SUPPLIED INFORMATION:
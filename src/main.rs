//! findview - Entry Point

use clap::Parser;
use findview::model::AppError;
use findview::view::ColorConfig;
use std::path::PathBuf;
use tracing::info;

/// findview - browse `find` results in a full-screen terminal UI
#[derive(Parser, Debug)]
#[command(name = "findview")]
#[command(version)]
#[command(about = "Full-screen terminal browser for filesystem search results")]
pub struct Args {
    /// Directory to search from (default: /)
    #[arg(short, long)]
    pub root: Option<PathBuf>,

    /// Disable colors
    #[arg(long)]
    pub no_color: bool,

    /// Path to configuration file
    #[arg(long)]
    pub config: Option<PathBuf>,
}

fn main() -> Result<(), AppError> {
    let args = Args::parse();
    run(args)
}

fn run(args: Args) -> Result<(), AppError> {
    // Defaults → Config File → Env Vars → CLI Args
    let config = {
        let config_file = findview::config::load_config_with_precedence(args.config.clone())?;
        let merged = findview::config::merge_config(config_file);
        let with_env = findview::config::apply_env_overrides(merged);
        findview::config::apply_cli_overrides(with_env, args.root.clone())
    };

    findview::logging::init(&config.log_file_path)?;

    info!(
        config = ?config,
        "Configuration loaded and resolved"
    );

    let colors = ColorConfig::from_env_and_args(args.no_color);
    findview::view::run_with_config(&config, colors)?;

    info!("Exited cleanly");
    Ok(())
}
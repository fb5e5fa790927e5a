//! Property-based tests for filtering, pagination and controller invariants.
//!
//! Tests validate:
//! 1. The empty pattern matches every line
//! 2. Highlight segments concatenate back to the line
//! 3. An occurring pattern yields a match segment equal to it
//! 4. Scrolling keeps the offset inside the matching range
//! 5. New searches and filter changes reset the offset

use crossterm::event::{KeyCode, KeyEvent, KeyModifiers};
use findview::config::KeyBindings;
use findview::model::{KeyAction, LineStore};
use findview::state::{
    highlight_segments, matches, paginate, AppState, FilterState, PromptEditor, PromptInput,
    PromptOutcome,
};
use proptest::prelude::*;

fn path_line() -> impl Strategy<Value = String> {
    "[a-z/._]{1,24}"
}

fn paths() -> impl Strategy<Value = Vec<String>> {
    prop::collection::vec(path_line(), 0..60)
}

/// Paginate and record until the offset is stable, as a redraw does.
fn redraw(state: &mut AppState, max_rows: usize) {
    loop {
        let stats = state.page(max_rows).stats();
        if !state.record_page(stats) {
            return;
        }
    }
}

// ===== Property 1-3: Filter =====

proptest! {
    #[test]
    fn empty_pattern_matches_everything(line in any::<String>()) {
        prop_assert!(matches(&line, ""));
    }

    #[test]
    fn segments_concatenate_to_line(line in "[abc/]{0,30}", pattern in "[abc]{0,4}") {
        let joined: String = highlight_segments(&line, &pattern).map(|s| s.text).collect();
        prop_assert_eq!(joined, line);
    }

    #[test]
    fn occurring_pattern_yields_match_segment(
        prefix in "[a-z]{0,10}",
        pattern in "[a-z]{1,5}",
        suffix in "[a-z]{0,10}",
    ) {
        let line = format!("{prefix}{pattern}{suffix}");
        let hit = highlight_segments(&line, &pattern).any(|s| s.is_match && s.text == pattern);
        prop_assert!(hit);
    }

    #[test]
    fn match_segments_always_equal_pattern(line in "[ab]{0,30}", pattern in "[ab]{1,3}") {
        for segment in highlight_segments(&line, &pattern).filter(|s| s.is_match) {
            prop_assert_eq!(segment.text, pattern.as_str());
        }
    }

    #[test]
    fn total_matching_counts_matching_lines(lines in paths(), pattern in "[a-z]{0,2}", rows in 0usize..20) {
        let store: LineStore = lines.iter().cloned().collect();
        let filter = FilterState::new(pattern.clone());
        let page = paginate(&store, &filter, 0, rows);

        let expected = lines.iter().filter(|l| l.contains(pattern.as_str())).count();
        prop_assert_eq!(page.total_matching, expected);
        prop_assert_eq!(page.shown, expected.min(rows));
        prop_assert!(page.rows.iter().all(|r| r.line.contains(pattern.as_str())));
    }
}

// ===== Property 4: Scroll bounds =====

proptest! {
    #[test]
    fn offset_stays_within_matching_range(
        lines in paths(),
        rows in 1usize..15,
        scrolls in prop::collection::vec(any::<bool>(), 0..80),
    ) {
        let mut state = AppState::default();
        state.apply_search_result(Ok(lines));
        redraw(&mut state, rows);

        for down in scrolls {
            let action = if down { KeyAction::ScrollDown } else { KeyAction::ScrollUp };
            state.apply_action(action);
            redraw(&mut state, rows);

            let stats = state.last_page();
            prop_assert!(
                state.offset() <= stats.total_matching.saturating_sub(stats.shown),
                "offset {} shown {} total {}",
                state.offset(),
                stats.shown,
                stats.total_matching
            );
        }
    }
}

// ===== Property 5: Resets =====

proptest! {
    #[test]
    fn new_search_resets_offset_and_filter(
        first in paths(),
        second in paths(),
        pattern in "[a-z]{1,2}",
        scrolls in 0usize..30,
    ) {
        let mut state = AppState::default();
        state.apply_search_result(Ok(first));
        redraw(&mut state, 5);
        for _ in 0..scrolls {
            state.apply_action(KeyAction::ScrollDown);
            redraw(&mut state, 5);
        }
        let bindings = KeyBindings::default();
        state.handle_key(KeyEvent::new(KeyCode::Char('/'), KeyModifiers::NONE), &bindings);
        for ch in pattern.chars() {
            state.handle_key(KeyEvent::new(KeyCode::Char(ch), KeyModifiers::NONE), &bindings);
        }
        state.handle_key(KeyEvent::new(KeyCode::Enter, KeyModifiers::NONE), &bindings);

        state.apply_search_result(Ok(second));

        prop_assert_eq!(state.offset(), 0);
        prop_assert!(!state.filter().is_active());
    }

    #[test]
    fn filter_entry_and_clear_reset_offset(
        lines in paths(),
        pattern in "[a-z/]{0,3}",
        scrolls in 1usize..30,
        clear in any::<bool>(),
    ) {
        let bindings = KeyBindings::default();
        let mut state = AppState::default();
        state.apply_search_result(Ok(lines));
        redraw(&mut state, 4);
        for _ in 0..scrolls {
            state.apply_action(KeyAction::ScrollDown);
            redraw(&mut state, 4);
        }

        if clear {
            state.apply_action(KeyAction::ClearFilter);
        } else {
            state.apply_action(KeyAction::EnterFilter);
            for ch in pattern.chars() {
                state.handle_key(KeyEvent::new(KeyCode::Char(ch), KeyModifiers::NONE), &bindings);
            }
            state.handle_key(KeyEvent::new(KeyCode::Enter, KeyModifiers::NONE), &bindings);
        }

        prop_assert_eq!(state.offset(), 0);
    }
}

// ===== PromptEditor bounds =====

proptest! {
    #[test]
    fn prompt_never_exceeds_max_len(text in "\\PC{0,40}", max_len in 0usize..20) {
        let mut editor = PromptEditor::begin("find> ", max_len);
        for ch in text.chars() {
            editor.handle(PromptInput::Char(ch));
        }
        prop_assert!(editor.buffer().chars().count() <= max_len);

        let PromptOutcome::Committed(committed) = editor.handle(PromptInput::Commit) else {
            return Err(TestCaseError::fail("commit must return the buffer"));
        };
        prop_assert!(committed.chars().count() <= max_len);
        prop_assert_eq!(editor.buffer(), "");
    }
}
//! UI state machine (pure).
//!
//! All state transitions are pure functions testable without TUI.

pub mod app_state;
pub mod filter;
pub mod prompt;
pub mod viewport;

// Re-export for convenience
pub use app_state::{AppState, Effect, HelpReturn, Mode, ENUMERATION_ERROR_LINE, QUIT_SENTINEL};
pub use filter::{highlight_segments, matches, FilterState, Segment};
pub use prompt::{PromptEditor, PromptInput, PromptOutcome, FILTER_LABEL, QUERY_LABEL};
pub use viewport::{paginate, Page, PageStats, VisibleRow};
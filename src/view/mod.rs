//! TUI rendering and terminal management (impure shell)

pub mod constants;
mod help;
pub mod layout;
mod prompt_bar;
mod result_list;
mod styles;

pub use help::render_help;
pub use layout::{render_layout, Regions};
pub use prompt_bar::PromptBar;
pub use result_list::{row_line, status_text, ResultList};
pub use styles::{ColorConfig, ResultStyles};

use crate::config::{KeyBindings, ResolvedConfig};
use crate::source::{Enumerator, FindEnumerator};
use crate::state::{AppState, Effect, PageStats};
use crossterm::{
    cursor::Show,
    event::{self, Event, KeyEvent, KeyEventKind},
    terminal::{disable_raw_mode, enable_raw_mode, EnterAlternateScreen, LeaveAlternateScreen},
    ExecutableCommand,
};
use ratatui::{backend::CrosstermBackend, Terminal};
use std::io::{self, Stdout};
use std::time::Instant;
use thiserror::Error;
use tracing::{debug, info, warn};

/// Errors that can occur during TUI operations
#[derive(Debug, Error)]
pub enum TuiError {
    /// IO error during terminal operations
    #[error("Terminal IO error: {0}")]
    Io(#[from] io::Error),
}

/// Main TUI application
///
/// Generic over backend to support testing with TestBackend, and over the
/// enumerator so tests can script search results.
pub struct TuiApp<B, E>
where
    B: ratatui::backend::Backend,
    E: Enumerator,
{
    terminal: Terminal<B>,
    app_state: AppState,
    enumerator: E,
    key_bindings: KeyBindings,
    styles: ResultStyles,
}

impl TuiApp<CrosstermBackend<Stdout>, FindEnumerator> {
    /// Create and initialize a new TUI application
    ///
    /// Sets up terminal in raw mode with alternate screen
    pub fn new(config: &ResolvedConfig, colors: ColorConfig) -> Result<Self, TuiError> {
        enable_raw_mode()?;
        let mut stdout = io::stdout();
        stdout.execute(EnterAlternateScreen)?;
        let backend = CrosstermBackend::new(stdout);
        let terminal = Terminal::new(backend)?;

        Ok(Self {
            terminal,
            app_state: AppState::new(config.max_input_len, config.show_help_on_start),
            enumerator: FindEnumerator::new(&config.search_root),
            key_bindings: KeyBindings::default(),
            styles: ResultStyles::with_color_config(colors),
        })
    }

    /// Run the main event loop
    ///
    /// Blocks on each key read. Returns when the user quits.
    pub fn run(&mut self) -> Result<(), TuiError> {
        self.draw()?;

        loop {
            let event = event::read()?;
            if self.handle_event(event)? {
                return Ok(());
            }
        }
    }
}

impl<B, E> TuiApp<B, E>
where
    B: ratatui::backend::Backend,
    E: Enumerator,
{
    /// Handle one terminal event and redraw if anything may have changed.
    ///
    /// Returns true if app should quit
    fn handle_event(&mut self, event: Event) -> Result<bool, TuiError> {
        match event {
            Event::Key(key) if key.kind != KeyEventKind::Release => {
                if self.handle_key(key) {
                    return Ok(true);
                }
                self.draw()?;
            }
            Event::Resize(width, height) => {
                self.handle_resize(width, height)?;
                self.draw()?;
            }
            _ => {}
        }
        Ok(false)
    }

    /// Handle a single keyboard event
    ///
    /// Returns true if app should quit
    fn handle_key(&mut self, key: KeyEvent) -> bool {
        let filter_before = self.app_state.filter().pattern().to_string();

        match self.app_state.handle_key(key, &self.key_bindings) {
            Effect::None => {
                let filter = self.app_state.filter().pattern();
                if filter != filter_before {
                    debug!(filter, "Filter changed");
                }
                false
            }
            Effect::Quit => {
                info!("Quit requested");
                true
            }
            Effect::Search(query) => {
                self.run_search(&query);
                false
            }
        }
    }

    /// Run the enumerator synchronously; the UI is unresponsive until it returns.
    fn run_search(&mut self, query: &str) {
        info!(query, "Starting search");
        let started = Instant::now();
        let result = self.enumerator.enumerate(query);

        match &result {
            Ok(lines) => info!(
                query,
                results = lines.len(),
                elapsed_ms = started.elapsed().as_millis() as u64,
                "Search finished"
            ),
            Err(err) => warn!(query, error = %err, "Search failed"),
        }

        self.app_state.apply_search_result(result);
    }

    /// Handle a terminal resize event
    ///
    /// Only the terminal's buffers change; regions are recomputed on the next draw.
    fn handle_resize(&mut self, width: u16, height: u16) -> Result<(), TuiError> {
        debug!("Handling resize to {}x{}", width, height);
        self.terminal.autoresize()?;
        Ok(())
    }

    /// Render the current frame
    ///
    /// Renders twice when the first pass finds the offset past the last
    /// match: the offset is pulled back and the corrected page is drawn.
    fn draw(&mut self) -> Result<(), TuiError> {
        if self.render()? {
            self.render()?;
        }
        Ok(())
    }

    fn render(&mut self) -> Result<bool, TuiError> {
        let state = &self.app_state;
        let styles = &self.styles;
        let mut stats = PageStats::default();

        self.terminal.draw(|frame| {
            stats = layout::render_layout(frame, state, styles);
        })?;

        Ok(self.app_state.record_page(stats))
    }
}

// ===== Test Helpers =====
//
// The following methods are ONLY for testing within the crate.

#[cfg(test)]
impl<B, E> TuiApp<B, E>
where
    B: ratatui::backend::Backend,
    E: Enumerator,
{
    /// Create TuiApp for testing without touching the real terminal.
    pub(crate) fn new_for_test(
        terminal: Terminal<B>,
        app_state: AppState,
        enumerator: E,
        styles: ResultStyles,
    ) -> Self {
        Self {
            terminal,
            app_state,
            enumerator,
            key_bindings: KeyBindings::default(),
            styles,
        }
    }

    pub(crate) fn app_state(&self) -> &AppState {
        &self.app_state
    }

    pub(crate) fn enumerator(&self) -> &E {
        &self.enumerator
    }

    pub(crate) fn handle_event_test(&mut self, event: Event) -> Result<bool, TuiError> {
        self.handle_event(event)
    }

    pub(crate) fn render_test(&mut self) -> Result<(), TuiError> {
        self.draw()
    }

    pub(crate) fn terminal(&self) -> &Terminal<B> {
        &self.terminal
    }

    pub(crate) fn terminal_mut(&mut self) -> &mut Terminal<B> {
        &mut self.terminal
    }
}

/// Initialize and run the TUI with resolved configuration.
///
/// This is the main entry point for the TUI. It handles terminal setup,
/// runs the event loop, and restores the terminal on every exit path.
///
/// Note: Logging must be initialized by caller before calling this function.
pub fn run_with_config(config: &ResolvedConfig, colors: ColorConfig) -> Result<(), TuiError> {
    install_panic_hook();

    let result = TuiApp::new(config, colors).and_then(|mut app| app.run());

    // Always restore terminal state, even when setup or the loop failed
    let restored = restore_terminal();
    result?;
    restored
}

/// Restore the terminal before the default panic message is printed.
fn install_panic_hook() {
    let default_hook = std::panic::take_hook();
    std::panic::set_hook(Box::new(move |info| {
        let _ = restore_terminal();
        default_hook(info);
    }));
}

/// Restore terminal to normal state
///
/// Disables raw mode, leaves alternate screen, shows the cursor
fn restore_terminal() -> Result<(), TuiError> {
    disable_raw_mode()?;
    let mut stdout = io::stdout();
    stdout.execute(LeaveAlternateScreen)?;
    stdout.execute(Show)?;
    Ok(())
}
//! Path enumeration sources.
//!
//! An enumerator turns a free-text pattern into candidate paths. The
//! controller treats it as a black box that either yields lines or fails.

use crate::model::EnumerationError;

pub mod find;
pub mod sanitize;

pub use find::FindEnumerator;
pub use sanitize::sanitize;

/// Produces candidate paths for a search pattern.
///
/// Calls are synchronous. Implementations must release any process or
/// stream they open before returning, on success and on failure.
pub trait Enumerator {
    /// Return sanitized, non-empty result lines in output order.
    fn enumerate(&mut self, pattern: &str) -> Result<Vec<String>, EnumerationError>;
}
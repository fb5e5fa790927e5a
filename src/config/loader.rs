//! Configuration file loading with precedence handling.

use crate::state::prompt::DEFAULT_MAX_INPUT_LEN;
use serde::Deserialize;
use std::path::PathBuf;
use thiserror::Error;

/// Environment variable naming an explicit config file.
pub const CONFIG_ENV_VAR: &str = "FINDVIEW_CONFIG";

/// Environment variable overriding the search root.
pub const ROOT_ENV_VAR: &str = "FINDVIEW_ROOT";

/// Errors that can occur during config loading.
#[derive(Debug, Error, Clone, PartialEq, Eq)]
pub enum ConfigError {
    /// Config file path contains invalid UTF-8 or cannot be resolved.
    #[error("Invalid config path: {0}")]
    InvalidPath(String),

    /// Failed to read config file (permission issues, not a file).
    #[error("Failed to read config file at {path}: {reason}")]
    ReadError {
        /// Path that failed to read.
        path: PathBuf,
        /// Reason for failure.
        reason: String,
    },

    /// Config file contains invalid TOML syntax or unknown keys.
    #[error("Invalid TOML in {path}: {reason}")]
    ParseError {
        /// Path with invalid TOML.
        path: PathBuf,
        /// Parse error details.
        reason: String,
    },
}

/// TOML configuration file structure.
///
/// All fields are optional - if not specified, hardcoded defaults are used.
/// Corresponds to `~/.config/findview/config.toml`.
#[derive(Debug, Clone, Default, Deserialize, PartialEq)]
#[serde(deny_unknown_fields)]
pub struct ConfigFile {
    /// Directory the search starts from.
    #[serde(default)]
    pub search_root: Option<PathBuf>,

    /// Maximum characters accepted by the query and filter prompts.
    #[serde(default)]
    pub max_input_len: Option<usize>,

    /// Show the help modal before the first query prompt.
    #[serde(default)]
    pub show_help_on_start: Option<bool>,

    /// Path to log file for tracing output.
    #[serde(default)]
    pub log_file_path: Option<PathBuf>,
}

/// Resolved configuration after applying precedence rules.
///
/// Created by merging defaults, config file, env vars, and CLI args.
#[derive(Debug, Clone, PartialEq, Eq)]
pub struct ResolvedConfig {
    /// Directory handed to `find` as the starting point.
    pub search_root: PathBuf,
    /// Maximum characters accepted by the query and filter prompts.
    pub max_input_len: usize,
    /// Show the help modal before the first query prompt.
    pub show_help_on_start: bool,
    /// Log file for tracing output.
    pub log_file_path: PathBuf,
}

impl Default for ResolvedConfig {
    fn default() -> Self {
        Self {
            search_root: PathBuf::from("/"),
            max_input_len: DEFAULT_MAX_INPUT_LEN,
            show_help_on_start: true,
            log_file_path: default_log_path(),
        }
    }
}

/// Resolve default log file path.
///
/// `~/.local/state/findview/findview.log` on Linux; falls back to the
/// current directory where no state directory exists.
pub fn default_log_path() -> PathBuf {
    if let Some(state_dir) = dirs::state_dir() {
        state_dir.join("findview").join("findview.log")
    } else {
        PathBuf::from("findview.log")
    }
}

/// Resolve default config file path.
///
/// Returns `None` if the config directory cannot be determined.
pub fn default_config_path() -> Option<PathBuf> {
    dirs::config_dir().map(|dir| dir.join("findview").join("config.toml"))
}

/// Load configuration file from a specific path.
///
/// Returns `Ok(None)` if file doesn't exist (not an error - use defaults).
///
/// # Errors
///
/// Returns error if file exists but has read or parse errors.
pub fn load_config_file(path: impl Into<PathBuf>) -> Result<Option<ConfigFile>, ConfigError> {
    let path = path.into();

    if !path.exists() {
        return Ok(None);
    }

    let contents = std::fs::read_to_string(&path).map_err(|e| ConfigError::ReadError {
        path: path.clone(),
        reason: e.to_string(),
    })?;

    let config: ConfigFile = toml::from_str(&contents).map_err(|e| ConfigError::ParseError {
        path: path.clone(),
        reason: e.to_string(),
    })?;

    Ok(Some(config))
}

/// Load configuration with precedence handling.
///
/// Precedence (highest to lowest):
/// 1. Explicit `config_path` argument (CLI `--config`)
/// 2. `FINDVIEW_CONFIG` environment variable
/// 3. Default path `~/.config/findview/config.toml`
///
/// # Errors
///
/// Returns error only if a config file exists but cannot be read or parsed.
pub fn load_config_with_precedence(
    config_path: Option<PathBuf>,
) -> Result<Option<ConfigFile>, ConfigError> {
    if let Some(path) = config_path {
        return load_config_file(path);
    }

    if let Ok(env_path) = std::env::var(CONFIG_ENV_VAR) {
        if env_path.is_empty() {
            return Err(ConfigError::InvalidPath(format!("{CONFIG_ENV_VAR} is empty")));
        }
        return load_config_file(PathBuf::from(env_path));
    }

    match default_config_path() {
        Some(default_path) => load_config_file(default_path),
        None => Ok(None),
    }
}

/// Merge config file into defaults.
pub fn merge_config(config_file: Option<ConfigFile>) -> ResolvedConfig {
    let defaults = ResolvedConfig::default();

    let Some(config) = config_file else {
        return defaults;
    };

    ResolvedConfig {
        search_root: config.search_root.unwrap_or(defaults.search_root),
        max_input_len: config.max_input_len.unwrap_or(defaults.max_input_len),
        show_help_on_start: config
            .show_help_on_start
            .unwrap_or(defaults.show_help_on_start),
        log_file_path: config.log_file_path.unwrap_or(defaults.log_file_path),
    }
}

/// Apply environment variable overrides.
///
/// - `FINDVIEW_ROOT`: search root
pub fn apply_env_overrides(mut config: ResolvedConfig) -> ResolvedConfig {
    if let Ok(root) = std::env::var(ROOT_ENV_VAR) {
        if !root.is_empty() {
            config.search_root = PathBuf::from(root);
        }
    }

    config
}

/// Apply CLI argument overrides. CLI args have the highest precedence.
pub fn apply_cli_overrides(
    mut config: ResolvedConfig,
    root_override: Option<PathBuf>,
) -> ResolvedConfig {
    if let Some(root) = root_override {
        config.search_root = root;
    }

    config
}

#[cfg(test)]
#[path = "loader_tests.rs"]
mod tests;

PROBLEM TO WORK ON: Reproduce each line of the material that mentions "cursor".

YOUR RESPONSE:
    cursor::Show,
/// Disables raw mode, leaves alternate screen, shows the cursor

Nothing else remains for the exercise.